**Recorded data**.
++++++++++++++++++++

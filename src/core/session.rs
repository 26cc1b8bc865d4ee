//! A single player's attempt at one puzzle
//!
//! The session keeps the raw guesses alongside their scored form, and tracks
//! the best correctness ever observed for each letter so it doesn't have to be
//! recomputed over every guess, every time.

use super::feedback::{Correctness, RESET_TEXT, ScoredGuess};
use super::scorer::ScoringRule;
use crate::error::SessionError;

/// Default attempt budget
pub const DEFAULT_MAX_GUESSES: usize = 6;

/// Largest attempt budget a player may ask for
pub const MAX_GUESS_LIMIT: usize = 26;

const ALPHABET_LEN: usize = 26;

/// Outcome of a session so far
#[derive(Debug, Clone, Copy, PartialEq, Eq)]
pub enum Status {
    InProgress,
    Won,
    Lost,
}

/// One player's puzzle attempt
#[derive(Debug, Clone, PartialEq, Eq)]
pub struct Session {
    puzzle_index: usize,
    solution: String,
    max_guesses: usize,
    attempts: Vec<String>,
    scored_guesses: Vec<ScoredGuess>,
    letter_state: [Option<Correctness>; ALPHABET_LEN],
    solved: bool,
    scoring: ScoringRule,
}

impl Session {
    /// Create a session around `solution`
    ///
    /// # Examples
    /// ```
    /// use wordle_rules::core::Session;
    ///
    /// let mut session = Session::new("parts", 6, 0);
    /// session.guess("snail").unwrap();
    /// assert!(session.can_play());
    /// session.guess("parts").unwrap();
    /// assert!(session.is_solved());
    /// ```
    #[must_use]
    pub fn new(solution: &str, max_guesses: usize, puzzle_index: usize) -> Self {
        Self {
            puzzle_index,
            solution: solution.trim().to_lowercase(),
            max_guesses,
            attempts: Vec::new(),
            scored_guesses: Vec::new(),
            letter_state: [None; ALPHABET_LEN],
            solved: false,
            scoring: ScoringRule::default(),
        }
    }

    /// Use a different scoring rule for this session's guesses
    #[must_use]
    pub const fn with_scoring(mut self, scoring: ScoringRule) -> Self {
        self.scoring = scoring;
        self
    }

    #[must_use]
    pub const fn puzzle_index(&self) -> usize {
        self.puzzle_index
    }

    /// 1-based puzzle number, as shown to players
    #[must_use]
    pub const fn puzzle_number(&self) -> usize {
        self.puzzle_index + 1
    }

    #[must_use]
    pub fn solution(&self) -> &str {
        &self.solution
    }

    #[must_use]
    pub const fn max_guesses(&self) -> usize {
        self.max_guesses
    }

    #[must_use]
    pub const fn scoring(&self) -> ScoringRule {
        self.scoring
    }

    #[must_use]
    pub fn attempts(&self) -> &[String] {
        &self.attempts
    }

    #[must_use]
    pub fn scored_guesses(&self) -> &[ScoredGuess] {
        &self.scored_guesses
    }

    #[must_use]
    pub fn remaining_guesses(&self) -> usize {
        self.max_guesses.saturating_sub(self.attempts.len())
    }

    /// Best correctness observed for `letter`, or `None` if it hasn't been guessed
    #[must_use]
    pub fn letter_state(&self, letter: char) -> Option<Correctness> {
        letter_slot(letter).and_then(|slot| self.letter_state[slot])
    }

    /// Whether another guess is accepted
    #[must_use]
    pub fn can_play(&self) -> bool {
        !self.solved && self.attempts.len() < self.max_guesses
    }

    #[must_use]
    pub const fn is_solved(&self) -> bool {
        self.solved
    }

    #[must_use]
    pub fn status(&self) -> Status {
        if self.solved {
            Status::Won
        } else if self.can_play() {
            Status::InProgress
        } else {
            Status::Lost
        }
    }

    /// Submit a guess
    ///
    /// The word is trimmed and lowercased. Legality against the word lists is
    /// the caller's concern; this only checks the session's own rules.
    ///
    /// # Errors
    ///
    /// Returns `SessionError` without changing any state if:
    /// - The session is solved or out of guesses (`Closed`)
    /// - The word's length differs from the solution's (`WrongLength`)
    /// - The word was already guessed in this session (`AlreadyGuessed`)
    pub fn guess(&mut self, word: &str) -> Result<&ScoredGuess, SessionError> {
        if !self.can_play() {
            return Err(SessionError::Closed);
        }

        let word = word.trim().to_lowercase();
        let expected = self.solution.chars().count();
        let actual = word.chars().count();
        if actual != expected {
            return Err(SessionError::WrongLength { expected, actual });
        }

        if self.attempts.contains(&word) {
            return Err(SessionError::AlreadyGuessed(word));
        }

        let scored = self.scoring.score(&word, &self.solution);
        for letter in scored.letters() {
            if let Some(slot) = letter_slot(letter.ch()) {
                let best = self.letter_state[slot].map_or(letter.correctness(), |existing| {
                    existing.max(letter.correctness())
                });
                self.letter_state[slot] = Some(best);
            }
        }

        if word == self.solution {
            self.solved = true;
        }
        let index = self.scored_guesses.len();
        self.attempts.push(word);
        self.scored_guesses.push(scored);

        Ok(&self.scored_guesses[index])
    }

    /// Render the guess history
    ///
    /// With `reveal_letters` each guess shows its ANSI-coloured letters;
    /// without, only the coloured squares are shown so the board can be shared
    /// without giving the answer away. The public share of a finished game,
    /// with its answer row hidden, is [`Session::share_text`].
    #[must_use]
    pub fn render(&self, reveal_letters: bool) -> String {
        if reveal_letters {
            self.render_letters()
        } else {
            self.render_emojis()
        }
    }

    /// Every guess as ANSI-coloured letters, one per line
    #[must_use]
    pub fn render_letters(&self) -> String {
        self.scored_guesses
            .iter()
            .map(ScoredGuess::to_ansi)
            .collect::<Vec<_>>()
            .join("\n")
    }

    /// Every guess as coloured squares, one per line
    #[must_use]
    pub fn render_emojis(&self) -> String {
        self.scored_guesses
            .iter()
            .map(ScoredGuess::to_emoji)
            .collect::<Vec<_>>()
            .join("\n")
    }

    /// Shareable summary: header plus the square board
    ///
    /// ```text
    /// Wordle 12 3/6
    ///
    /// ⬛🟨⬛⬛⬛
    /// 🟩🟩⬛🟩🟩
    /// 🟩🟩🟩🟩🟩
    /// ```
    #[must_use]
    pub fn share_text(&self) -> String {
        let used = if self.solved {
            self.attempts.len().to_string()
        } else if self.can_play() {
            "-".to_string()
        } else {
            "X".to_string()
        };
        format!(
            "Wordle {} {used}/{}\n\n{}",
            self.puzzle_number(),
            self.max_guesses,
            self.render_emojis()
        )
    }

    /// The letters used so far, alphabetically, coloured by their best result
    #[must_use]
    pub fn format_used_letters(&self) -> String {
        let mut out = String::new();
        for (slot, state) in self.letter_state.iter().enumerate() {
            if let Some(correctness) = state {
                out.push_str(correctness.ansi_color());
                out.push(char::from(b'a' + slot as u8));
            }
        }
        if !out.is_empty() {
            out.push_str(RESET_TEXT);
        }
        out
    }
}

fn letter_slot(letter: char) -> Option<usize> {
    let lower = letter.to_ascii_lowercase();
    lower
        .is_ascii_lowercase()
        .then(|| (lower as u8 - b'a') as usize)
}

++++++++++++++++++++

**About this task**. Return all the data exactly as given.

**Exercise result**.
filename src/core/session.rs
repository 26cc1b8bc865d4ee
//! A single player's attempt at one puzzle
//!
//! The session keeps the raw guesses alongside their scored form, and tracks
//! the best correctness ever observed for each letter so it doesn't have to be
//! recomputed over every guess, every time.

use super::feedback::{Correctness, RESET_TEXT, ScoredGuess};
use super::scorer::ScoringRule;
use crate::error::SessionError;

/// Default attempt budget
pub const DEFAULT_MAX_GUESSES: usize = 6;

/// Largest attempt budget a player may ask for
pub const MAX_GUESS_LIMIT: usize = 26;

const ALPHABET_LEN: usize = 26;

/// Outcome of a session so far
#[derive(Debug, Clone, Copy, PartialEq, Eq)]
pub enum Status {
    InProgress,
    Won,
    Lost,
}

/// One player's puzzle attempt
#[derive(Debug, Clone, PartialEq, Eq)]
pub struct Session {
    puzzle_index: usize,
    solution: String,
    max_guesses: usize,
    attempts: Vec<String>,
    scored_guesses: Vec<ScoredGuess>,
    letter_state: [Option<Correctness>; ALPHABET_LEN],
    solved: bool,
    scoring: ScoringRule,
}

impl Session {
    /// Create a session around `solution`
    ///
    /// # Examples
    /// ```
    /// use wordle_rules::core::Session;
    ///
    /// let mut session = Session::new("parts", 6, 0);
    /// session.guess("snail").unwrap();
    /// assert!(session.can_play());
    /// session.guess("parts").unwrap();
    /// assert!(session.is_solved());
    /// ```
    #[must_use]
    pub fn new(solution: &str, max_guesses: usize, puzzle_index: usize) -> Self {
        Self {
            puzzle_index,
            solution: solution.trim().to_lowercase(),
            max_guesses,
            attempts: Vec::new(),
            scored_guesses: Vec::new(),
            letter_state: [None; ALPHABET_LEN],
            solved: false,
            scoring: ScoringRule::default(),
        }
    }

    /// Use a different scoring rule for this session's guesses
    #[must_use]
    pub const fn with_scoring(mut self, scoring: ScoringRule) -> Self {
        self.scoring = scoring;
        self
    }

    #[must_use]
    pub const fn puzzle_index(&self) -> usize {
        self.puzzle_index
    }

    /// 1-based puzzle number, as shown to players
    #[must_use]
    pub const fn puzzle_number(&self) -> usize {
        self.puzzle_index + 1
    }

    #[must_use]
    pub fn solution(&self) -> &str {
        &self.solution
    }

    #[must_use]
    pub const fn max_guesses(&self) -> usize {
        self.max_guesses
    }

    #[must_use]
    pub const fn scoring(&self) -> ScoringRule {
        self.scoring
    }

    #[must_use]
    pub fn attempts(&self) -> &[String] {
        &self.attempts
    }

    #[must_use]
    pub fn scored_guesses(&self) -> &[ScoredGuess] {
        &self.scored_guesses
    }

    #[must_use]
    pub fn remaining_guesses(&self) -> usize {
        self.max_guesses.saturating_sub(self.attempts.len())
    }

    /// Best correctness observed for `letter`, or `None` if it hasn't been guessed
    #[must_use]
    pub fn letter_state(&self, letter: char) -> Option<Correctness> {
        letter_slot(letter).and_then(|slot| self.letter_state[slot])
    }

    /// Whether another guess is accepted
    #[must_use]
    pub fn can_play(&self) -> bool {
        !self.solved && self.attempts.len() < self.max_guesses
    }

    #[must_use]
    pub const fn is_solved(&self) -> bool {
        self.solved
    }

    #[must_use]
    pub fn status(&self) -> Status {
        if self.solved {
            Status::Won
        } else if self.can_play() {
            Status::InProgress
        } else {
            Status::Lost
        }
    }

    /// Submit a guess
    ///
    /// The word is trimmed and lowercased. Legality against the word lists is
    /// the caller's concern; this only checks the session's own rules.
    ///
    /// # Errors
    ///
    /// Returns `SessionError` without changing any state if:
    /// - The session is solved or out of guesses (`Closed`)
    /// - The word's length differs from the solution's (`WrongLength`)
    /// - The word was already guessed in this session (`AlreadyGuessed`)
    pub fn guess(&mut self, word: &str) -> Result<&ScoredGuess, SessionError> {
        if !self.can_play() {
            return Err(SessionError::Closed);
        }

        let word = word.trim().to_lowercase();
        let expected = self.solution.chars().count();
        let actual = word.chars().count();
        if actual != expected {
            return Err(SessionError::WrongLength { expected, actual });
        }

        if self.attempts.contains(&word) {
            return Err(SessionError::AlreadyGuessed(word));
        }

        let scored = self.scoring.score(&word, &self.solution);
        for letter in scored.letters() {
            if let Some(slot) = letter_slot(letter.ch()) {
                let best = self.letter_state[slot].map_or(letter.correctness(), |existing| {
                    existing.max(letter.correctness())
                });
                self.letter_state[slot] = Some(best);
            }
        }

        if word == self.solution {
            self.solved = true;
        }
        let index = self.scored_guesses.len();
        self.attempts.push(word);
        self.scored_guesses.push(scored);

        Ok(&self.scored_guesses[index])
    }

    /// Render the guess history
    ///
    /// With `reveal_letters` each guess shows its ANSI-coloured letters;
    /// without, only the coloured squares are shown so the board can be shared
    /// without giving the answer away. The public share of a finished game,
    /// with its answer row hidden, is [`Session::share_text`].
    #[must_use]
    pub fn render(&self, reveal_letters: bool) -> String {
        if reveal_letters {
            self.render_letters()
        } else {
            self.render_emojis()
        }
    }

    /// Every guess as ANSI-coloured letters, one per line
    #[must_use]
    pub fn render_letters(&self) -> String {
        self.scored_guesses
            .iter()
            .map(ScoredGuess::to_ansi)
            .collect::<Vec<_>>()
            .join("\n")
    }

    /// Every guess as coloured squares, one per line
    #[must_use]
    pub fn render_emojis(&self) -> String {
        self.scored_guesses
            .iter()
            .map(ScoredGuess::to_emoji)
            .collect::<Vec<_>>()
            .join("\n")
    }

    /// Shareable summary: header plus the square board
    ///
    /// ```text
    /// Wordle 12 3/6
    ///
    /// ⬛🟨⬛⬛⬛
    /// 🟩🟩⬛🟩🟩
    /// 🟩🟩🟩🟩🟩
    /// ```
    #[must_use]
    pub fn share_text(&self) -> String {
        let used = if self.solved {
            self.attempts.len().to_string()
        } else if self.can_play() {
            "-".to_string()
        } else {
            "X".to_string()
        };
        format!(
            "Wordle {} {used}/{}\n\n{}",
            self.puzzle_number(),
            self.max_guesses,
            self.render_emojis()
        )
    }

    /// The letters used so far, alphabetically, coloured by their best result
    #[must_use]
    pub fn format_used_letters(&self) -> String {
        let mut out = String::new();
        for (slot, state) in self.letter_state.iter().enumerate() {
            if let Some(correctness) = state {
                out.push_str(correctness.ansi_color());
                out.push(char::from(b'a' + slot as u8));
            }
        }
        if !out.is_empty() {
            out.push_str(RESET_TEXT);
        }
        out
    }
}

fn letter_slot(letter: char) -> Option<usize> {
    let lower = letter.to_ascii_lowercase();
    lower
        .is_ascii_lowercase()
        .then(|| (lower as u8 - b'a') as usize)
}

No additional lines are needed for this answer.